## WHAT IS NEEDED
Please transcribe the following records in full, exactly as given.

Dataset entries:
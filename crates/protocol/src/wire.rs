//! Wire-Format fuer TCP-Verbindungen
//!
//! Frame-basiertes Protokoll: Length(u32 big-endian) + JSON-`DataPackage`.
//!
//! ```text
//! +--------+--------+--------+--------+----...----+
//! | Laenge (u32 BE)                   | Payload    |
//! +--------+--------+--------+--------+----...----+
//! ```
//!
//! Die Laenge zaehlt nur die Payload-Bytes. Maximale Frame-Groesse ist
//! konfigurierbar (Standard: 1 MB).

use bytes::{Buf, BufMut, BytesMut};
use std::io;
use tokio_util::codec::{Decoder, Encoder};

use crate::package::DataPackage;

// ---------------------------------------------------------------------------
// Konstanten
// ---------------------------------------------------------------------------

/// Standard-maximale Frame-Groesse (1 MB)
pub const DEFAULT_MAX_FRAME_SIZE: usize = 1024 * 1024;

/// Groesse des Laengen-Felds in Bytes
pub const LENGTH_FIELD_SIZE: usize = 4;

fn ungueltig(nachricht: String) -> io::Error {
    io::Error::new(io::ErrorKind::InvalidData, nachricht)
}

// ---------------------------------------------------------------------------
// FrameCodec
// ---------------------------------------------------------------------------

/// tokio-util Codec fuer `DataPackage`s
///
/// Wird von Relay und Client gleichermassen mit `Framed` verwendet.
#[derive(Debug, Clone)]
pub struct FrameCodec {
    max_frame_size: usize,
}

impl FrameCodec {
    /// Erstellt einen neuen `FrameCodec` mit Standard-Limit
    pub fn new() -> Self {
        Self {
            max_frame_size: DEFAULT_MAX_FRAME_SIZE,
        }
    }

    /// Erstellt einen `FrameCodec` mit eigener maximaler Frame-Groesse
    pub fn with_max_size(max_frame_size: usize) -> Self {
        Self { max_frame_size }
    }

    pub fn max_frame_size(&self) -> usize {
        self.max_frame_size
    }
}

impl Default for FrameCodec {
    fn default() -> Self {
        Self::new()
    }
}

impl Decoder for FrameCodec {
    type Item = DataPackage;
    type Error = io::Error;

    fn decode(&mut self, src: &mut BytesMut) -> Result<Option<Self::Item>, Self::Error> {
        if src.len() < LENGTH_FIELD_SIZE {
            return Ok(None);
        }

        // Laenge lesen ohne den Buffer zu veraendern
        let length = u32::from_be_bytes([src[0], src[1], src[2], src[3]]) as usize;

        if length > self.max_frame_size {
            return Err(ungueltig(format!(
                "Frame zu gross: {} Bytes (Maximum: {} Bytes)",
                length, self.max_frame_size
            )));
        }

        let total_size = LENGTH_FIELD_SIZE + length;
        if src.len() < total_size {
            src.reserve(total_size - src.len());
            return Ok(None);
        }

        src.advance(LENGTH_FIELD_SIZE);
        let payload = src.split_to(length);

        serde_json::from_slice(&payload)
            .map(Some)
            .map_err(|e| ungueltig(format!("JSON-Deserialisierung fehlgeschlagen: {}", e)))
    }
}

impl Encoder<DataPackage> for FrameCodec {
    type Error = io::Error;

    fn encode(&mut self, item: DataPackage, dst: &mut BytesMut) -> Result<(), Self::Error> {
        let json = serde_json::to_vec(&item)
            .map_err(|e| ungueltig(format!("JSON-Serialisierung fehlgeschlagen: {}", e)))?;

        if json.len() > self.max_frame_size {
            return Err(ungueltig(format!(
                "Paket zu gross: {} Bytes (Maximum: {} Bytes)",
                json.len(),
                self.max_frame_size
            )));
        }

        dst.reserve(LENGTH_FIELD_SIZE + json.len());
        dst.put_u32(json.len() as u32);
        dst.put_slice(&json);

        Ok(())
    }
}

// ---------------------------------------------------------------------------
// Tests
// ---------------------------------------------------------------------------

#[cfg(test)]
mod tests {
    use super::*;
    use crate::header::Header;

    fn test_paket(n: u8) -> DataPackage {
        DataPackage::nachricht("alice", "bob", vec![n; 32])
    }

    #[test]
    fn frame_codec_encode_decode() {
        let mut codec = FrameCodec::new();
        let original = test_paket(42);

        let mut buf = BytesMut::new();
        codec.encode(original.clone(), &mut buf).unwrap();

        let payload_len = u32::from_be_bytes([buf[0], buf[1], buf[2], buf[3]]) as usize;
        assert!(payload_len > 0);
        assert_eq!(buf.len(), LENGTH_FIELD_SIZE + payload_len);

        let decoded = codec
            .decode(&mut buf)
            .unwrap()
            .expect("Muss ein Paket enthalten");
        assert_eq!(decoded, original);
    }

    #[test]
    fn frame_codec_unvollstaendiger_frame() {
        let mut codec = FrameCodec::new();
        let mut buf = BytesMut::new();
        codec.encode(test_paket(1), &mut buf).unwrap();

        let half = buf.len() / 2;
        let mut partial = buf.split_to(half);

        assert!(codec.decode(&mut partial).unwrap().is_none());
    }

    #[test]
    fn frame_codec_zu_wenig_bytes_fuer_laengenfeld() {
        let mut codec = FrameCodec::new();
        let mut buf = BytesMut::from(&[0x00, 0x00][..]);
        assert!(codec.decode(&mut buf).unwrap().is_none());
    }

    #[test]
    fn frame_codec_ablehnung_zu_grosser_frame() {
        let mut codec = FrameCodec::with_max_size(100);

        let mut buf = BytesMut::new();
        buf.put_u32(200);
        buf.put_slice(&[b'x'; 200]);

        let fehler = codec.decode(&mut buf).unwrap_err();
        assert_eq!(fehler.kind(), io::ErrorKind::InvalidData);
    }

    #[test]
    fn frame_codec_ablehnung_beim_encode_zu_grosses_paket() {
        let mut codec = FrameCodec::with_max_size(10);
        let mut buf = BytesMut::new();
        assert!(codec.encode(test_paket(1), &mut buf).is_err());
        assert!(buf.is_empty());
    }

    #[test]
    fn frame_codec_ungueltiges_json() {
        let mut codec = FrameCodec::new();
        let mut buf = BytesMut::new();
        buf.put_u32(5);
        buf.put_slice(b"{kaputt");

        assert!(codec.decode(&mut buf).is_err());
    }

    #[test]
    fn frame_codec_mehrere_pakete_im_buffer() {
        let mut codec = FrameCodec::new();
        let mut buf = BytesMut::new();

        codec.encode(DataPackage::id_senden("alice"), &mut buf).unwrap();
        codec.encode(test_paket(7), &mut buf).unwrap();
        codec
            .encode(DataPackage::zerstoeren("alice", "bob"), &mut buf)
            .unwrap();

        let headers: Vec<Header> = std::iter::from_fn(|| codec.decode(&mut buf).unwrap())
            .map(|p| p.header)
            .collect();
        assert_eq!(headers, vec![Header::IdSending, Header::Msg, Header::Destroy]);
        assert!(buf.is_empty());
    }

    #[test]
    fn frame_codec_default_max_size() {
        assert_eq!(FrameCodec::new().max_frame_size(), DEFAULT_MAX_FRAME_SIZE);
        assert_eq!(FrameCodec::default().max_frame_size(), DEFAULT_MAX_FRAME_SIZE);
    }
}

## REPLY TO THE TASK
filename crates/protocol/src/wire.rs
//! Wire-Format fuer TCP-Verbindungen
//!
//! Frame-basiertes Protokoll: Length(u32 big-endian) + JSON-`DataPackage`.
//!
//! ```text
//! +--------+--------+--------+--------+----...----+
//! | Laenge (u32 BE)                   | Payload    |
//! +--------+--------+--------+--------+----...----+
//! ```
//!
//! Die Laenge zaehlt nur die Payload-Bytes. Maximale Frame-Groesse ist
//! konfigurierbar (Standard: 1 MB).

use bytes::{Buf, BufMut, BytesMut};
use std::io;
use tokio_util::codec::{Decoder, Encoder};

use crate::package::DataPackage;

// ---------------------------------------------------------------------------
// Konstanten
// ---------------------------------------------------------------------------

/// Standard-maximale Frame-Groesse (1 MB)
pub const DEFAULT_MAX_FRAME_SIZE: usize = 1024 * 1024;

/// Groesse des Laengen-Felds in Bytes
pub const LENGTH_FIELD_SIZE: usize = 4;

fn ungueltig(nachricht: String) -> io::Error {
    io::Error::new(io::ErrorKind::InvalidData, nachricht)
}

// ---------------------------------------------------------------------------
// FrameCodec
// ---------------------------------------------------------------------------

/// tokio-util Codec fuer `DataPackage`s
///
/// Wird von Relay und Client gleichermassen mit `Framed` verwendet.
#[derive(Debug, Clone)]
pub struct FrameCodec {
    max_frame_size: usize,
}

impl FrameCodec {
    /// Erstellt einen neuen `FrameCodec` mit Standard-Limit
    pub fn new() -> Self {
        Self {
            max_frame_size: DEFAULT_MAX_FRAME_SIZE,
        }
    }

    /// Erstellt einen `FrameCodec` mit eigener maximaler Frame-Groesse
    pub fn with_max_size(max_frame_size: usize) -> Self {
        Self { max_frame_size }
    }

    pub fn max_frame_size(&self) -> usize {
        self.max_frame_size
    }
}

impl Default for FrameCodec {
    fn default() -> Self {
        Self::new()
    }
}

impl Decoder for FrameCodec {
    type Item = DataPackage;
    type Error = io::Error;

    fn decode(&mut self, src: &mut BytesMut) -> Result<Option<Self::Item>, Self::Error> {
        if src.len() < LENGTH_FIELD_SIZE {
            return Ok(None);
        }

        // Laenge lesen ohne den Buffer zu veraendern
        let length = u32::from_be_bytes([src[0], src[1], src[2], src[3]]) as usize;

        if length > self.max_frame_size {
            return Err(ungueltig(format!(
                "Frame zu gross: {} Bytes (Maximum: {} Bytes)",
                length, self.max_frame_size
            )));
        }

        let total_size = LENGTH_FIELD_SIZE + length;
        if src.len() < total_size {
            src.reserve(total_size - src.len());
            return Ok(None);
        }

        src.advance(LENGTH_FIELD_SIZE);
        let payload = src.split_to(length);

        serde_json::from_slice(&payload)
            .map(Some)
            .map_err(|e| ungueltig(format!("JSON-Deserialisierung fehlgeschlagen: {}", e)))
    }
}

impl Encoder<DataPackage> for FrameCodec {
    type Error = io::Error;

    fn encode(&mut self, item: DataPackage, dst: &mut BytesMut) -> Result<(), Self::Error> {
        let json = serde_json::to_vec(&item)
            .map_err(|e| ungueltig(format!("JSON-Serialisierung fehlgeschlagen: {}", e)))?;

        if json.len() > self.max_frame_size {
            return Err(ungueltig(format!(
                "Paket zu gross: {} Bytes (Maximum: {} Bytes)",
                json.len(),
                self.max_frame_size
            )));
        }

        dst.reserve(LENGTH_FIELD_SIZE + json.len());
        dst.put_u32(json.len() as u32);
        dst.put_slice(&json);

        Ok(())
    }
}

// ---------------------------------------------------------------------------
// Tests
// ---------------------------------------------------------------------------

#[cfg(test)]
mod tests {
    use super::*;
    use crate::header::Header;

    fn test_paket(n: u8) -> DataPackage {
        DataPackage::nachricht("alice", "bob", vec![n; 32])
    }

    #[test]
    fn frame_codec_encode_decode() {
        let mut codec = FrameCodec::new();
        let original = test_paket(42);

        let mut buf = BytesMut::new();
        codec.encode(original.clone(), &mut buf).unwrap();

        let payload_len = u32::from_be_bytes([buf[0], buf[1], buf[2], buf[3]]) as usize;
        assert!(payload_len > 0);
        assert_eq!(buf.len(), LENGTH_FIELD_SIZE + payload_len);

        let decoded = codec
            .decode(&mut buf)
            .unwrap()
            .expect("Muss ein Paket enthalten");
        assert_eq!(decoded, original);
    }

    #[test]
    fn frame_codec_unvollstaendiger_frame() {
        let mut codec = FrameCodec::new();
        let mut buf = BytesMut::new();
        codec.encode(test_paket(1), &mut buf).unwrap();

        let half = buf.len() / 2;
        let mut partial = buf.split_to(half);

        assert!(codec.decode(&mut partial).unwrap().is_none());
    }

    #[test]
    fn frame_codec_zu_wenig_bytes_fuer_laengenfeld() {
        let mut codec = FrameCodec::new();
        let mut buf = BytesMut::from(&[0x00, 0x00][..]);
        assert!(codec.decode(&mut buf).unwrap().is_none());
    }

    #[test]
    fn frame_codec_ablehnung_zu_grosser_frame() {
        let mut codec = FrameCodec::with_max_size(100);

        let mut buf = BytesMut::new();
        buf.put_u32(200);
        buf.put_slice(&[b'x'; 200]);

        let fehler = codec.decode(&mut buf).unwrap_err();
        assert_eq!(fehler.kind(), io::ErrorKind::InvalidData);
    }

    #[test]
    fn frame_codec_ablehnung_beim_encode_zu_grosses_paket() {
        let mut codec = FrameCodec::with_max_size(10);
        let mut buf = BytesMut::new();
        assert!(codec.encode(test_paket(1), &mut buf).is_err());
        assert!(buf.is_empty());
    }

    #[test]
    fn frame_codec_ungueltiges_json() {
        let mut codec = FrameCodec::new();
        let mut buf = BytesMut::new();
        buf.put_u32(5);
        buf.put_slice(b"{kaputt");

        assert!(codec.decode(&mut buf).is_err());
    }

    #[test]
    fn frame_codec_mehrere_pakete_im_buffer() {
        let mut codec = FrameCodec::new();
        let mut buf = BytesMut::new();

        codec.encode(DataPackage::id_senden("alice"), &mut buf).unwrap();
        codec.encode(test_paket(7), &mut buf).unwrap();
        codec
            .encode(DataPackage::zerstoeren("alice", "bob"), &mut buf)
            .unwrap();

        let headers: Vec<Header> = std::iter::from_fn(|| codec.decode(&mut buf).unwrap())
            .map(|p| p.header)
            .collect();
        assert_eq!(headers, vec![Header::IdSending, Header::Msg, Header::Destroy]);
        assert!(buf.is_empty());
    }

    #[test]
    fn frame_codec_default_max_size() {
        assert_eq!(FrameCodec::new().max_frame_size(), DEFAULT_MAX_FRAME_SIZE);
        assert_eq!(FrameCodec::default().max_frame_size(), DEFAULT_MAX_FRAME_SIZE);
    }
}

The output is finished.